Phasen der romantischen Liebe

Phase 1: Anziehung Diese erste Phase der Liebe ist die anfängliche körperliche Anziehung zu der Person, die du gerade kennengelernt hast. Es ist eine Zeit intensiven Feuers und Leidenschafts. Emotional bedeutet diese Phase auch, dass man sehr mit der Person beschäftigt ist und viel an sie denkt, während der Geist sonst unbeschäftigt ist. Dies ist die Zeit des „Verliebens“. Abgesehen von allen intensiven Gefühlen ist diese Phase der Verliebtheit auch dadurch gekennzeichnet, dass man einige negative Eigenschaften des potenziellen Partners zugunsten seiner verlockenderen Seiten übersieht. Phase 2: Verpflichtung In dieser Phase beginnst du, einen Partner auf sein langfristiges Partnerschaftspotenzial zu bewerten. Du kannst sogar zu formellen Verpflichtungen wie zusammenziehen, Verlobung, Heirat oder Kinderkriegen übergehen. Diese Phase ist aufregend, aber auch herausfordernd. Du beginnst vielleicht, die Fehler des anderen zu bemerken oder hast Bedenken hinsichtlich der langfristigen Tragfähigkeit der Beziehung. Trotzdem ist die Hoffnung meist noch für eine Weile spürbar. Phase 3: Ernüchterung Ernüchterung ist der Moment, in dem sich eine Beziehung verändert. In dieser Phase fühlt sich die Beziehung belastender an, da du die Fehler des anderen zunehmend wahrnimmst, obwohl ihr euch immer mehr verpflichtet habt. Du könntest Zweifel haben, ob du die richtige Entscheidung getroffen hast.
Der Schlüssel liegt darin, zu erkennen, ob deine Bedenken „normale“ Beziehungsängste sind oder echte Anzeichen von Unvereinbarkeit.
Diese Zeit ist beunruhigend, und viele Menschen in Beziehungen kämpfen mit diesen Frustrationen allein; viele fürchten, offen mit Freunden oder Familie zu sprechen, aus Angst, als gescheitert dazustehen. Manche halten ihre Bedenken für unbegründet und verdrängen sie lange, während andere beim ersten Anzeichen von Problemen flüchten. Diese Phase ist auch ganz normal! Viele Paare stehen vor der Wahl, zusammenzubleiben und sich einzurichten, die Beziehung zu beenden oder Lösungen zu finden und voranzukommen. Phase 4: Tiefe Liebe Wenn du und dein Partner eure Bedenken während der Ernüchterungsphase bearbeiten (was unabhängig oder mit einem Moderator, wie einem Paartherapeuten, geschehen kann), erreicht ihr das, was als tiefe, kameradschaftliche Liebe bezeichnet wird. Anders als die feurige Verliebtheit der Anfangsphase ist diese Zeit von einer beständigen Verbundenheit geprägt. Partner in dieser Phase arbeiten meist sehr gut zusammen und gehen respektvoll und bewundernd mit den Herausforderungen des Lebens um. Diese Phase ist oft von gegenseitiger Akzeptanz und einem insgesamt stabileren Gefühl in der Beziehung geprägt.

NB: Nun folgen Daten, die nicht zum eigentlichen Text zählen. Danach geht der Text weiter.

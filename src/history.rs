// ⏪ History - reversible command log
//
// Every committed batch is one entry holding the full state before and after.
// Undo restores `before`, redo restores `after`, and recording a new entry
// drops whatever could still be redone.
//
// Generic over the state so it knows nothing about expenses or chains.

use chrono::{DateTime, Utc};

#[derive(Debug, Clone)]
pub struct HistoryEntry<S> {
    /// What the user did ("new installment chain", "move row", ...)
    pub label: String,

    /// When the batch was committed
    pub recorded_at: DateTime<Utc>,

    before: S,
    after: S,
}

impl<S> HistoryEntry<S> {
    pub fn before(&self) -> &S {
        &self.before
    }

    pub fn after(&self) -> &S {
        &self.after
    }
}

#[derive(Debug, Clone)]
pub struct History<S> {
    past: Vec<HistoryEntry<S>>,
    future: Vec<HistoryEntry<S>>,

    /// Maximum number of undo steps kept (0 = unlimited)
    limit: usize,
}

impl<S: Clone> History<S> {
    pub fn new(limit: usize) -> Self {
        History {
            past: Vec::new(),
            future: Vec::new(),
            limit,
        }
    }

    /// Record a committed batch
    pub fn record(&mut self, label: impl Into<String>, before: S, after: S) {
        self.future.clear();
        self.past.push(HistoryEntry {
            label: label.into(),
            recorded_at: Utc::now(),
            before,
            after,
        });

        if self.limit > 0 && self.past.len() > self.limit {
            let overflow = self.past.len() - self.limit;
            self.past.drain(..overflow);
        }
    }

    /// Step back; returns the state to restore, or None at the oldest entry
    pub fn undo(&mut self) -> Option<S> {
        let entry = self.past.pop()?;
        let state = entry.before.clone();
        self.future.push(entry);
        Some(state)
    }

    /// Step forward; returns the state to restore, or None at the newest entry
    pub fn redo(&mut self) -> Option<S> {
        let entry = self.future.pop()?;
        let state = entry.after.clone();
        self.past.push(entry);
        Some(state)
    }

    pub fn can_undo(&self) -> bool {
        !self.past.is_empty()
    }

    pub fn can_redo(&self) -> bool {
        !self.future.is_empty()
    }

    /// Label of the entry the next undo would revert
    pub fn undo_label(&self) -> Option<&str> {
        self.past.last().map(|e| e.label.as_str())
    }

    pub fn redo_label(&self) -> Option<&str> {
        self.future.last().map(|e| e.label.as_str())
    }

    pub fn entries(&self) -> &[HistoryEntry<S>] {
        &self.past
    }

    pub fn clear(&mut self) {
        self.past.clear();
        self.future.clear();
    }
}
#[cfg(test)]
mod tests {
    use super::*;
    use crate::reconciliation::ChainDecision;
    use chrono::NaiveDate;
    use std::sync::{Arc, Mutex};
    use std::time::Duration;

    fn month(y: i32, m: u32) -> MonthKey {
        MonthKey::new(y, m).unwrap()
    }

    fn service() -> ExpenseService {
        ExpenseService::new(&Config::default())
    }

    fn descriptions(rows: &[Expense]) -> Vec<&str> {
        rows.iter().map(|e| e.description.as_str()).collect()
    }

    /// January rows "a", "b", "c" with a February row between "a" and "b"
    fn interleaved() -> ExpenseService {
        let mut service = service();
        let jan = |d: &str| Expense::new(NaiveDate::from_ymd_opt(2024, 1, 3).unwrap(), d);
        let feb = Expense::new(NaiveDate::from_ymd_opt(2024, 2, 3).unwrap(), "feb");
        service
            .store
            .add_many(vec![jan("a"), feb, jan("b"), jan("c")]);
        service
    }

    #[test]
    fn test_new_service_has_default_people() {
        let service = service();
        let names: Vec<&str> = service.people().all().iter().map(|p| p.name.as_str()).collect();

        assert_eq!(names, vec!["Karina", "Guilherme"]);
        assert_eq!(service.column_descriptors().len(), 4);
        assert_eq!(service.default_layout()[2].width, Some(150));
    }

    #[test]
    fn test_row_inserted_before_month_row() {
        let mut service = interleaved();

        let blank = service.on_row_inserted(month(2024, 1), 1);

        let rows = service.select_month(month(2024, 1));
        assert_eq!(descriptions(&rows), vec!["a", "", "b", "c"]);
        assert_eq!(rows[1].id, blank.id);
        assert_eq!(blank.date, NaiveDate::from_ymd_opt(2024, 1, 1).unwrap());
        // In the whole collection the blank row lands right before "b"
        let all = service.store().snapshot();
        assert_eq!(all[2].id, blank.id);
    }

    #[test]
    fn test_row_inserted_past_the_end_appends() {
        let mut service = interleaved();

        service.on_row_inserted(month(2024, 1), 10);
        service.append_blank_row(month(2024, 2));

        assert_eq!(descriptions(&service.select_month(month(2024, 1))), vec!["a", "b", "c", ""]);
        assert_eq!(descriptions(&service.select_month(month(2024, 2))), vec!["feb", ""]);
    }

    #[test]
    fn test_description_commit_expands_into_later_months() {
        let mut service = interleaved();
        let a = service.select_month(month(2024, 1))[0].clone();

        let report = service
            .on_description_committed(month(2024, 1), &a, "a 1/3")
            .unwrap();

        assert_eq!(report.created, 2);
        assert_eq!(descriptions(&service.select_month(month(2024, 2))), vec!["feb", "a 2/3"]);
        assert_eq!(descriptions(&service.select_month(month(2024, 3))), vec!["a 3/3"]);

        assert!(service.undo());
        assert!(service.select_month(month(2024, 3)).is_empty());
        assert!(service.redo());
        assert_eq!(service.select_month(month(2024, 3)).len(), 1);
    }

    #[test]
    fn test_person_value_commit_propagates() {
        let mut service = interleaved();
        let person = service.people().all()[0].id.clone();
        let a = service.select_month(month(2024, 1))[0].clone();
        service.on_description_committed(month(2024, 1), &a, "a 1/2").unwrap();

        let mut anchor = service.select_month(month(2024, 1))[0].clone();
        anchor.people.insert(person.clone(), Some(42.0));
        let report = service.on_person_value_committed(month(2024, 1), &anchor);

        assert_eq!(report.propagated, 1);
        assert_eq!(service.month_totals(month(2024, 2))[&person], 42.0);
    }

    #[test]
    fn test_follower_rows_cannot_be_moved() {
        let mut service = interleaved();
        let a = service.select_month(month(2024, 1))[0].clone();
        service.on_description_committed(month(2024, 1), &a, "a 1/2").unwrap();
        let february = service.select_month(month(2024, 2));
        let follower = february.iter().find(|e| e.is_follower()).unwrap();

        assert!(!service.on_row_moved(month(2024, 2), &follower.id, &february[0].id));
        assert!(service.on_row_moved(month(2024, 2), &february[0].id, &follower.id));
        assert_eq!(descriptions(&service.select_month(month(2024, 2))), vec!["a 2/2", "feb"]);
    }

    #[test]
    fn test_row_updated_moves_partition() {
        let mut service = interleaved();
        let mut c = service.select_month(month(2024, 1))[2].clone();
        c.date = NaiveDate::from_ymd_opt(2024, 2, 20).unwrap();

        assert!(service.on_row_updated(&c));

        assert_eq!(service.select_month(month(2024, 1)).len(), 2);
        assert_eq!(descriptions(&service.select_month(month(2024, 2))), vec!["feb", "c"]);
    }

    #[test]
    fn test_row_deleted() {
        let mut service = interleaved();
        let ids: Vec<String> = service
            .select_month(month(2024, 1))
            .iter()
            .take(2)
            .map(|e| e.id.clone())
            .collect();

        assert_eq!(service.on_row_deleted(month(2024, 1), &ids), 2);
        assert_eq!(descriptions(&service.select_month(month(2024, 1))), vec!["c"]);
        assert!(service.undo());
        assert_eq!(service.select_month(month(2024, 1)).len(), 3);
    }

    #[test]
    fn test_deleting_anchor_detaches_its_followers() {
        let mut service = interleaved();
        let a = service.select_month(month(2024, 1))[0].clone();
        service
            .on_description_committed(month(2024, 1), &a, "a 1/3")
            .unwrap();

        assert_eq!(service.on_row_deleted(month(2024, 1), &[a.id.as_str()]), 1);

        let survivors = service.store().query(|e| e.description.starts_with("a "));
        assert_eq!(survivors.len(), 2, "followers are not cascaded");
        for row in &survivors {
            assert!(row.installment_id.is_none(), "{} still tagged", row.description);
            assert!(row.installment.is_none());
            assert!(row.installment_quantity.is_none());
            assert!(row.is_first_installment.is_none());
        }

        // The former followers can be edited like any other row
        let orphan = service.select_month(month(2024, 2))[1].clone();
        let report = service
            .on_description_committed(month(2024, 2), &orphan, "Y")
            .unwrap();
        assert_eq!(report.decisions, vec![ChainDecision::PlainUpdate]);

        // Delete and detach were one step
        assert!(service.undo());
        assert!(service.undo());
        let chain = service.store().query(|e| e.installment_id.is_some());
        assert_eq!(chain.len(), 3);
        assert_eq!(chain.iter().filter(|e| !e.is_follower()).count(), 1);
    }

    #[test]
    fn test_deleting_follower_keeps_chain_tagged() {
        let mut service = interleaved();
        let a = service.select_month(month(2024, 1))[0].clone();
        service
            .on_description_committed(month(2024, 1), &a, "a 1/3")
            .unwrap();
        let last = service.select_month(month(2024, 3))[0].clone();

        service.on_row_deleted(month(2024, 3), &[last.id]);

        let chain = service.store().query(|e| e.installment_id.is_some());
        assert_eq!(chain.len(), 2);
        assert!(chain.iter().any(|e| e.id == a.id && !e.is_follower()));
    }

    #[test]
    fn test_subscribe_month_sees_only_its_rows() {
        let mut service = interleaved();
        let seen: Arc<Mutex<Vec<Vec<String>>>> = Arc::new(Mutex::new(Vec::new()));
        let sink = Arc::clone(&seen);
        service.subscribe_month(month(2024, 2), move |rows| {
            sink.lock()
                .unwrap()
                .push(rows.iter().map(|e| e.description.clone()).collect());
        });

        service.append_blank_row(month(2024, 2));
        service.append_blank_row(month(2024, 5));

        let seen = seen.lock().unwrap();
        assert_eq!(seen.len(), 2, "one notification per committed batch");
        assert_eq!(seen[0], vec!["feb", ""]);
        assert_eq!(seen[1], vec!["feb", ""]);
    }

    #[test]
    fn test_sample_month() {
        let mut service = service();

        assert_eq!(service.generate_sample_month(month(2024, 2), 3), 3);

        let rows = service.select_month(month(2024, 2));
        assert_eq!(descriptions(&rows)[2], "This is a description 3");
        assert_eq!(rows[2].date, NaiveDate::from_ymd_opt(2024, 2, 3).unwrap());
    }

    #[test]
    fn test_month_change_records_focus_and_keeps_custom_layout() {
        let mut service = service();
        let (jan, feb) = (month(2024, 1), month(2024, 2));
        let default = service.default_layout();
        service.ensure_grid_state(jan, default.clone());
        service.upsert_column_layout(feb, vec![ColumnState::new("description", Some(500))]);

        let cell = FocusedCell {
            row_index: 3,
            col_id: "description".to_string(),
        };
        let state = service.on_month_changed(jan, feb, Some(cell.clone()), default);

        assert_eq!(state.columns_state.unwrap()[0].width, Some(500));
        assert_eq!(service.select_grid_state(jan).unwrap().focused_cell, Some(cell));
    }

    #[test]
    fn test_column_layout_is_debounced() {
        let mut service = service();
        let jan = month(2024, 1);
        let start = Instant::now();

        service.queue_column_layout(jan, vec![ColumnState::new("date", Some(100))], start);
        service.queue_column_layout(jan, vec![ColumnState::new("date", Some(180))], start);
        assert_eq!(service.flush_layouts(start), 0);
        assert!(service.select_grid_state(jan).is_none());

        assert_eq!(service.flush_layouts(start + Duration::from_millis(300)), 1);
        let layout = service.select_grid_state(jan).unwrap().columns_state.clone().unwrap();
        assert_eq!(layout[0].width, Some(180));
    }

    #[test]
    fn test_state_roundtrip_flushes_pending_layouts() {
        let config = Config::default();
        let mut service = interleaved();
        service.queue_column_layout(month(2024, 1), service.default_layout(), Instant::now());

        let state = service.to_state();
        assert_eq!(state.grid_states.len(), 1);

        let restored = ExpenseService::from_state(&config, state.clone());
        assert_eq!(restored.store().len(), 4);
        assert_eq!(restored.people().all(), state.people.as_slice());
        assert!(!restored.can_undo(), "loading is not undoable");
    }

    #[test]
    fn test_people_management() {
        let mut service = service();
        let first = service.people().all()[0].id.clone();
        let added = service.add_person_after(&first, "Ana");

        assert_eq!(service.people().all()[1].id, added.id);
        service.rename_person(&added.id, "Ana Maria").unwrap();
        assert_eq!(service.column_descriptors()[3].header_name, "Ana Maria");

        service.remove_person(&first).unwrap();
        service.remove_person(&added.id).unwrap();
        let last = service.people().all()[0].id.clone();
        assert_eq!(service.remove_person(&last), Err(ExpenseError::LastPerson));
    }
}
// 🗂️ Grid State - per-month view state (column layout, filters, focused cell)
//
// One record per month ever visited, keyed by "{year}-{month}". Created lazily,
// updated on interaction, never deleted.

use super::month::MonthKey;
use serde::{Deserialize, Serialize};
use std::collections::BTreeMap;

/// Layout of one column as the grid reports it
#[derive(Debug, Clone, PartialEq, Serialize, Deserialize)]
#[serde(rename_all = "camelCase")]
pub struct ColumnState {
    pub col_id: String,

    #[serde(default, skip_serializing_if = "Option::is_none")]
    pub width: Option<u32>,

    #[serde(default)]
    pub hide: bool,

    #[serde(default, skip_serializing_if = "Option::is_none")]
    pub pinned: Option<String>,

    #[serde(default, skip_serializing_if = "Option::is_none")]
    pub sort: Option<String>,

    #[serde(default, skip_serializing_if = "Option::is_none")]
    pub sort_index: Option<u32>,
}

impl ColumnState {
    pub fn new(col_id: impl Into<String>, width: Option<u32>) -> Self {
        ColumnState {
            col_id: col_id.into(),
            width,
            hide: false,
            pinned: None,
            sort: None,
            sort_index: None,
        }
    }
}

#[derive(Debug, Clone, PartialEq, Eq, Serialize, Deserialize)]
#[serde(rename_all = "camelCase")]
pub struct FocusedCell {
    pub row_index: usize,
    pub col_id: String,
}

#[derive(Debug, Clone, PartialEq, Serialize, Deserialize)]
#[serde(rename_all = "camelCase")]
pub struct GridState {
    /// "{year}-{month}"
    pub id: String,
    pub year: i32,
    pub month: u32,

    /// Filter model, opaque to the core
    #[serde(default)]
    pub filter: Option<serde_json::Value>,

    /// Column order is the order of this list
    #[serde(default)]
    pub columns_state: Option<Vec<ColumnState>>,

    #[serde(default)]
    pub focused_cell: Option<FocusedCell>,
}

impl GridState {
    pub fn empty(month: MonthKey) -> Self {
        GridState {
            id: month.id(),
            year: month.year(),
            month: month.month(),
            filter: None,
            columns_state: None,
            focused_cell: None,
        }
    }
}

// ============================================================================
// GRID STATE STORE
// ============================================================================

#[derive(Debug, Clone, Default)]
pub struct GridStateStore {
    states: BTreeMap<String, GridState>,
}

impl GridStateStore {
    pub fn new() -> Self {
        GridStateStore {
            states: BTreeMap::new(),
        }
    }

    /// Rebuild from persisted records
    pub fn from_states(states: Vec<GridState>) -> Self {
        GridStateStore {
            states: states.into_iter().map(|s| (s.id.clone(), s)).collect(),
        }
    }

    fn entry(&mut self, month: MonthKey) -> &mut GridState {
        self.states
            .entry(month.id())
            .or_insert_with(|| GridState::empty(month))
    }

    pub fn upsert_column_layout(&mut self, month: MonthKey, layout: Vec<ColumnState>) {
        self.entry(month).columns_state = Some(layout);
    }

    pub fn upsert_filter(&mut self, month: MonthKey, filter: Option<serde_json::Value>) {
        self.entry(month).filter = filter;
    }

    pub fn upsert_focused_cell(&mut self, month: MonthKey, cell: Option<FocusedCell>) {
        self.entry(month).focused_cell = cell;
    }

    /// Create the record with `default_layout` unless the month was visited before.
    /// Returns true when a record was created.
    pub fn ensure_exists(&mut self, month: MonthKey, default_layout: Vec<ColumnState>) -> bool {
        if self.states.contains_key(&month.id()) {
            return false;
        }
        self.upsert_column_layout(month, default_layout);
        true
    }

    pub fn select_state(&self, month: MonthKey) -> Option<&GridState> {
        self.states.get(&month.id())
    }

    pub fn all(&self) -> impl Iterator<Item = &GridState> {
        self.states.values()
    }

    pub fn count(&self) -> usize {
        self.states.len()
    }
}

#[cfg(test)]
mod tests {
    use super::*;
    use serde_json::json;

    fn march() -> MonthKey {
        MonthKey::new(2024, 3).unwrap()
    }

    #[test]
    fn test_upserts_create_record_lazily() {
        let mut store = GridStateStore::new();
        assert!(store.select_state(march()).is_none());

        store.upsert_filter(march(), Some(json!({"description": {"filter": "rent"}})));
        let state = store.select_state(march()).unwrap();

        assert_eq!(state.id, "2024-3");
        assert_eq!(state.year, 2024);
        assert_eq!(state.month, 3);
        assert!(state.columns_state.is_none());
        assert!(state.filter.is_some());
    }

    #[test]
    fn test_upserts_keep_other_fields() {
        let mut store = GridStateStore::new();
        store.upsert_column_layout(march(), vec![ColumnState::new("date", Some(120))]);
        store.upsert_focused_cell(
            march(),
            Some(FocusedCell {
                row_index: 4,
                col_id: "description".to_string(),
            }),
        );

        let state = store.select_state(march()).unwrap();
        assert_eq!(state.columns_state.as_ref().unwrap()[0].width, Some(120));
        assert_eq!(state.focused_cell.as_ref().unwrap().row_index, 4);

        store.upsert_focused_cell(march(), None);
        assert!(store.select_state(march()).unwrap().focused_cell.is_none());
        assert!(store.select_state(march()).unwrap().columns_state.is_some());
    }

    #[test]
    fn test_ensure_exists_is_noop_for_visited_month() {
        let mut store = GridStateStore::new();
        let custom = vec![ColumnState::new("description", Some(400))];
        let default = vec![ColumnState::new("description", Some(200))];

        assert!(store.ensure_exists(march(), custom.clone()));
        assert!(!store.ensure_exists(march(), default));

        let state = store.select_state(march()).unwrap();
        assert_eq!(state.columns_state.as_ref(), Some(&custom));
        assert_eq!(store.count(), 1);
    }
}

Wie eine Phase die Entscheidung fürs Zusammenbleiben beeinflusst

Deine Beziehungsphase färbt deine Sicht darauf, ob die Beziehung es wert ist, gehalten zu werden. Paare in der Phase der tiefen Liebe trennen sich viel seltener als solche in der Ernüchterungs- oder Anziehungsphase, in denen Vertrauen und Stabilität noch nicht etabliert sind.
Gleichgültigkeit zeigt dir, dass eine Beziehung dringend neu bewertet werden muss.
Im Gegensatz dazu ist es viel leichter, sich in den frühen Phasen aus einer Beziehung zurückzuziehen. Während das anfängliche Feuer aufregend und intensiv ist, ist es ohne gemeinsame Erfahrungen schwer, Interesse und Engagement aufrechtzuerhalten. Es ist sehr schwierig, eine langfristige Kompatibilität einzuschätzen, ohne die Gedanken, Werte und Interessen des anderen kennenzulernen. Der Schlüssel liegt darin, zu erkennen, ob deine Bedenken „normale“ Beziehungsängste sind oder Anzeichen von Unvereinbarkeit, die nicht ignoriert werden sollten.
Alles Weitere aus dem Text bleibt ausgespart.